They were both doctoral students in education then, and Myra had experienced bias firsthand in her own academic program. In fact, those encounters gave Myra the idea for her first textbook, Sexism in School and Society. Written with Nancy Frazier and published in 1973, the text, designed for teachers, was the first to explore the nature of sexism in school.

Unlike others who have since left the study of gender equity, the Sadkers have not wavered from their work. Over the years, they have directed more than a dozen federal equity-research grants, written six books, and published more than 75 articles on the subject. They are still at it today, a quarter of a century later.

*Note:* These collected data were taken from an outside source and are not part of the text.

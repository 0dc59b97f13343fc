//! Core library for toolbelt
//!
//! This crate implements the **Functional Core** of the toolbelt application,
//! following the Functional Core - Imperative Shell architectural pattern.
//!
//! # Architecture Overview
//!
//! The toolbelt project uses a two-crate architecture to enforce separation of
//! concerns:
//!
//! - **`toolbelt_core`** (this crate): Pure transformation functions with zero I/O
//! - **`toolbelt`**: Argument parsing and terminal rendering (the Imperative Shell)
//!
//! ## Functional Core Principles
//!
//! All functions in this crate adhere to these principles:
//!
//! - **Pure functions**: Same input always produces the same output
//! - **No side effects**: No I/O operations, no external state mutations
//! - **Deterministic**: Even the wall-clock-dependent timestamp operations take
//!   the current instant as an explicit parameter
//! - **Testable**: Can be tested with simple fixture data, no mocking required
//!
//! # Module Organization
//!
//! The core crate is organized by operation family:
//!
//! - [`base`]: Numeric radix conversion (binary, octal, decimal, hexadecimal)
//! - [`case`]: Text casing transformations (upper, camel, snake, ...)
//! - [`text`]: Word, character, and line statistics
//! - [`json`]: JSON pretty-printing and minification
//! - [`hash`]: Digest generation (MD5, SHA family, Base64)
//! - [`jwt`]: Structural JSON Web Token decoding
//! - [`time`]: Unix epoch conversion with relative-time phrasing
//! - [`finance`]: EMI, SIP, and GST calculators
//! - [`engine`]: Uniform operation dispatch over all of the above
//!
//! Every fallible operation returns a `Result` whose error type is
//! [`error::Error`]; failures are values, never panics, and each call is
//! independent of every other call.
//!
//! # Example Usage
//!
//! ```rust
//! use toolbelt_core::base::{convert, Base};
//!
//! let output = convert("255", Base::Decimal, Base::Hexadecimal).unwrap();
//! assert_eq!(output, "FF");
//! ```

pub mod base;
pub mod case;
pub mod engine;
pub mod error;
pub mod finance;
pub mod hash;
pub mod json;
pub mod jwt;
pub mod text;
pub mod time;
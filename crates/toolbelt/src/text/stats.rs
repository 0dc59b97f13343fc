use crate::prelude::{println, *};
use toolbelt_core::text::{analyze, TextStats};

#[derive(Debug, clap::Args, serde::Serialize, serde::Deserialize, Clone)]
pub struct StatsOptions {
    /// Text to analyze
    #[arg(value_name = "TEXT")]
    pub text: String,

    /// Output as JSON
    #[arg(long)]
    pub json: bool,
}

pub fn run(options: StatsOptions, global: crate::Global) -> Result<()> {
    if global.verbose {
        println!("Analyzing {} bytes of text...", options.text.len());
    }

    let stats = analyze(&options.text);

    if options.json {
        println!("{}", serde_json::to_string_pretty(&stats)?);
    } else {
        let mut table = crate::prelude::new_table();
        table.add_row(prettytable::row!["Words", stats.words]);
        table.add_row(prettytable::row!["Characters", stats.chars]);
        table.add_row(prettytable::row!["Lines", stats.lines]);
        table.add_row(prettytable::row![
            "Reading Time",
            format_reading_time(&stats)
        ]);
        table.printstd();
    }

    Ok(())
}

fn format_reading_time(stats: &TextStats) -> String {
    format!("{} min", stats.reading_time_minutes)
}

Now professors of education at American University in Washington and veterans of hundreds of workshops and lectures, the married couple have just published their first book for a popular audience, Failing at Fairness: How America’s Schools Cheat Girls. Released last month, the book has gained wide notice--thanks in part to a splashy publicity campaign and book tour orchestrated by their publisher, Charles Scribner’s Sons.

USA Weekend featured a cover story by the Sadkers last month. And the couple has taken to the road to make appearances on local television and radio programs across the country. They’ve even recently discussed their work on the “Dateline NBC’’ television news magazine and “The Oprah Winfrey Show.’' And over the last month, newspaper columnists and reviewers have seized the opportunity to comment--both favorably and unfavorably--on the Sadkers’ anecdote-filled book.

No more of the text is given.